The lines below that include "write" are to be found and copied.

___

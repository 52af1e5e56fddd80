//! Runner configuration file.
//!
//! One TOML document carries the core `SystemConfig` tables plus the
//! runner-only `[council]` and `[backtest]` tables.

use std::path::Path;

use anyhow::{Context, Result};
use sentinel_core::SystemConfig;
use serde::de::DeserializeOwned;

use crate::backtest::BacktestConfig;
use crate::council::CouncilConfig;

#[derive(Debug, Clone, PartialEq)]
pub struct RunnerConfig {
    pub system: SystemConfig,
    pub council: CouncilConfig,
    pub backtest: BacktestConfig,
}

impl RunnerConfig {
    /// Balanced preset with default council and backtest settings.
    pub fn balanced() -> Result<Self> {
        Ok(Self {
            system: SystemConfig::balanced_preset().context("balanced preset failed to load")?,
            council: CouncilConfig::default(),
            backtest: BacktestConfig::default(),
        })
    }

    pub fn from_toml_str(source: &str) -> Result<Self> {
        let mut table: toml::Table = source.parse().context("config is not valid TOML")?;
        let council = take_table::<CouncilConfig>(&mut table, "council")?;
        let backtest = take_table::<BacktestConfig>(&mut table, "backtest")?;
        let system = SystemConfig::from_toml_value(toml::Value::Table(table))
            .context("invalid system config")?;

        council.validate().context("invalid [council] table")?;
        backtest.validate().context("invalid [backtest] table")?;
        Ok(Self {
            system,
            council,
            backtest,
        })
    }

    pub fn load(path: &Path) -> Result<Self> {
        let source = std::fs::read_to_string(path)
            .with_context(|| format!("failed to read {}", path.display()))?;
        Self::from_toml_str(&source)
            .with_context(|| format!("failed to load config from {}", path.display()))
    }

    pub fn to_toml_string(&self) -> Result<String> {
        let system =
            toml::Value::try_from(&self.system).context("failed to serialize system config")?;
        let mut table = match system {
            toml::Value::Table(t) => t,
            other => anyhow::bail!(
                "system config serialized to {} instead of a table",
                other.type_str()
            ),
        };
        table.insert("council".into(), toml::Value::try_from(&self.council)?);
        table.insert("backtest".into(), toml::Value::try_from(&self.backtest)?);
        Ok(toml::to_string(&table)?)
    }

    pub fn save(&self, path: &Path) -> Result<()> {
        std::fs::write(path, self.to_toml_string()?)
            .with_context(|| format!("failed to write {}", path.display()))
    }
}

/// Remove `key` from the document and deserialize it, defaulting when absent.
fn take_table<T: DeserializeOwned + Default>(table: &mut toml::Table, key: &str) -> Result<T> {
    match table.remove(key) {
        Some(value) => value.try_into().with_context(|| format!("invalid [{key}] table")),
        None => Ok(T::default()),
    }
}

#[cfg(test)]
mod tests {
    use super::*;
    use sentinel_core::simulator::Horizon;

    #[test]
    fn runner_tables_are_split_off() {
        let mut source = RunnerConfig::balanced().unwrap().system.to_toml_string().unwrap();
        source.push_str(
            r#"
[council]
parallel = false

[backtest]
horizon = { type = "bars", bars = 10 }
history_bars = 120
"#,
        );
        let config = RunnerConfig::from_toml_str(&source).unwrap();
        assert!(!config.council.parallel);
        assert_eq!(config.backtest.horizon, Horizon::Bars(10));
        assert_eq!(config.backtest.history_bars, 120);
        assert!(config.backtest.one_position_at_a_time);
    }

    #[test]
    fn unknown_runner_keys_are_rejected() {
        let mut source = RunnerConfig::balanced().unwrap().system.to_toml_string().unwrap();
        source.push_str("\n[backtest]\nhorizon_bars = 10\n");
        let err = RunnerConfig::from_toml_str(&source).unwrap_err();
        assert!(format!("{err:#}").contains("[backtest]"));
    }

    #[test]
    fn round_trips_through_toml() {
        let config = RunnerConfig::balanced().unwrap();
        let text = config.to_toml_string().unwrap();
        assert_eq!(RunnerConfig::from_toml_str(&text).unwrap(), config);
    }
}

___

Output of the exercise:
        std::fs::write(path, self.to_toml_string()?)
            .with_context(|| format!("failed to write {}", path.display()))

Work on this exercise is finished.